Help Your Dog Build Social Skills
Spending time playing with other canines can be a really fun way for your dog to enjoy active playtime. The social skills that dogs need to get along well with their fellow canines start developing while puppies are still with their mothers and littermates. For proper socialization, puppies must stay with their mother and litter until they’re at least eight weeks old. A puppy class is a great place for your dog to continue expanding on those skills that it began to cultivate with its siblings. Once a puppy has had all of the requisite vaccinations, plan some trips to the bark park so that your fur baby can learn doggie etiquette and start to enjoy interactions with other dogs.
If you have an older dog who has exhibited fear towards other canines, a behavioral therapist may be able to offer some assistance.

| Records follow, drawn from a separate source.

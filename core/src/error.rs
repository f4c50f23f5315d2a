//! The error type shared by all fallible operations in the crate.
//!
//! Failures are always immediate and synchronous: an out-of-range index,
//! a singular matrix, too few points, an unknown type tag in a binary
//! stream, or an underlying I/O error. Numeric degeneracies such as
//! normalizing a zero vector are *not* errors; they propagate as NaN or
//! infinity per IEEE 754.

use thiserror::Error;

/// Result of a fallible geometry operation.
pub type Result<T> = core::result::Result<T, Error>;

/// An error returned by a geometry operation.
#[derive(Debug, Error)]
#[non_exhaustive]
pub enum Error {
    /// A component or element index was out of range.
    #[error("index {index} out of range for dimension {dim}")]
    IndexOutOfRange { index: usize, dim: usize },

    /// An inverse was requested of a matrix whose determinant is zero.
    #[error("matrix is not invertible: determinant is zero")]
    NotInvertible,

    /// An operation received fewer points than it requires.
    #[error("expected at least {expected} points, got {actual}")]
    TooFewPoints { expected: usize, actual: usize },

    /// A binary stream contained an unknown type tag.
    #[error("unsupported type tag {0}")]
    UnsupportedTag(i32),

    /// Reading or writing a binary stream failed.
    #[cfg(feature = "std")]
    #[error("i/o error: {0}")]
    Io(#[from] std::io::Error),
}

#[cfg(test)]
mod tests {
    use alloc::string::ToString;

    use super::*;

    #[test]
    fn display() {
        let e = Error::IndexOutOfRange { index: 3, dim: 2 };
        assert_eq!(e.to_string(), "index 3 out of range for dimension 2");

        let e = Error::TooFewPoints { expected: 3, actual: 1 };
        assert_eq!(e.to_string(), "expected at least 3 points, got 1");

        assert_eq!(
            Error::UnsupportedTag(-7).to_string(),
            "unsupported type tag -7"
        );
    }

    #[cfg(feature = "std")]
    #[test]
    fn io_error_is_preserved_as_source() {
        use std::error::Error as _;
        use std::io;

        let e = Error::from(io::Error::from(io::ErrorKind::UnexpectedEof));
        let src = e.source().and_then(|s| s.downcast_ref::<io::Error>());
        assert_eq!(src.map(io::Error::kind), Some(io::ErrorKind::UnexpectedEof));
    }
}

Rather than going to the bark park, having one or two furry friends over to your place would be a good setting to make your dog comfortable with interactions. However, if your dog consistently displays fear or aggression to other animals, don’t try to force interactions. Instead, plan park outings either early in the morning or mid-afternoon when you can expect to have the run of the place.
Swimming is fantastic exercise for water-loving breeds. It’s a great low-impact form of exercise, so it’s a good choice of activity for older dogs. If you have a young pup, introduce them to the water watchfully. A life vest designed for dogs can help them stay safe and prevent exhaustion.
Getting your own pool could transform your backyard into a pooch’s paradise. If you don’t have the square footage, plan some outings to dog-friendly beaches or lakes in your area.
Give Your Dog a Mobility Supplement
Just like people, inflammation can really slow dogs down. If dogs need to shed a few pounds, the extra body weight that they carry around tends to worsen joint inflammation.
A mobility supplement with cosequin and Omega-3s is a great way to help your dog maintain proper joint function. This is particularly helpful for older animals that have begun to experience mobility issues associated with age-related degeneration.
Helping your dog be active will enable it to maintain a healthy body weight and good muscle tone. Moreover, your dog will really love getting to be active while it gets to spend time with its favorite human.